● Exercise input
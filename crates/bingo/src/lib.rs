//! # Bingo hall
//!
//! A real-time bingo hall on top of [`bingo_engine`]. Clients connect
//! with a token, the [`Authenticator`] turns it into a player id, and a
//! [`ClientConnection`] routes the player's JSON actions to the game
//! actors and streams room events back.
//!
//! Transport is left to the embedding: feed inbound frames to
//! [`ClientConnection::handle_frame`] and write out whatever
//! [`ClientConnection::next_event_frame`] yields.
//!
//! ```rust,ignore
//! use bingo::prelude::*;
//!
//! let server = BingoServerBuilder::new().build(wallet, store, MyAuth)?;
//! let game = server.create_game(PlayerId(1), GameSettings::default()).await?;
//! let mut conn = server.connect("token-of-player-2").await?;
//! let reply = conn.handle_frame(br#"{"seq":1,"timestamp":0,"payload":{"kind":"action","body":{"action":"join","game_id":1}}}"#).await?;
//! ```

mod auth;
mod error;
mod handler;
mod server;
pub mod telemetry;

pub use auth::Authenticator;
pub use error::BingoError;
pub use handler::ClientConnection;
pub use server::{BingoServer, BingoServerBuilder};

pub mod prelude {
    pub use crate::{Authenticator, BingoError, BingoServer, BingoServerBuilder, ClientConnection};
    pub use bingo_engine::{
        AutostartPolicy, CardChoice, CategoryPolicy, DrawnNumbers, EngineConfig, EngineError,
        GameRegistry, GameSettings, GameStore, InMemoryGameStore, InMemoryWallet,
        PatternValidator, PrizeTable, Wallet,
    };
    pub use bingo_protocol::{
        ActionReply, Card, CardId, Codec, Credits, Envelope, ErrorCode, Game, GameId, GameStatus,
        Grid, JsonCodec, Payload, PayoutResult, PlayerId, RoomAction, RoomEvent, RoomMessage,
        ViewerId, WinCategory,
    };
}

● Required work
Transcribe the material above in full, keeping each word unchanged.

● Solved problem
filename crates/bingo/src/lib.rs
//! # Bingo hall
//!
//! A real-time bingo hall on top of [`bingo_engine`]. Clients connect
//! with a token, the [`Authenticator`] turns it into a player id, and a
//! [`ClientConnection`] routes the player's JSON actions to the game
//! actors and streams room events back.
//!
//! Transport is left to the embedding: feed inbound frames to
//! [`ClientConnection::handle_frame`] and write out whatever
//! [`ClientConnection::next_event_frame`] yields.
//!
//! ```rust,ignore
//! use bingo::prelude::*;
//!
//! let server = BingoServerBuilder::new().build(wallet, store, MyAuth)?;
//! let game = server.create_game(PlayerId(1), GameSettings::default()).await?;
//! let mut conn = server.connect("token-of-player-2").await?;
//! let reply = conn.handle_frame(br#"{"seq":1,"timestamp":0,"payload":{"kind":"action","body":{"action":"join","game_id":1}}}"#).await?;
//! ```

mod auth;
mod error;
mod handler;
mod server;
pub mod telemetry;

pub use auth::Authenticator;
pub use error::BingoError;
pub use handler::ClientConnection;
pub use server::{BingoServer, BingoServerBuilder};

pub mod prelude {
    pub use crate::{Authenticator, BingoError, BingoServer, BingoServerBuilder, ClientConnection};
    pub use bingo_engine::{
        AutostartPolicy, CardChoice, CategoryPolicy, DrawnNumbers, EngineConfig, EngineError,
        GameRegistry, GameSettings, GameStore, InMemoryGameStore, InMemoryWallet,
        PatternValidator, PrizeTable, Wallet,
    };
    pub use bingo_protocol::{
        ActionReply, Card, CardId, Codec, Credits, Envelope, ErrorCode, Game, GameId, GameStatus,
        Grid, JsonCodec, Payload, PayoutResult, PlayerId, RoomAction, RoomEvent, RoomMessage,
        ViewerId, WinCategory,
    };
}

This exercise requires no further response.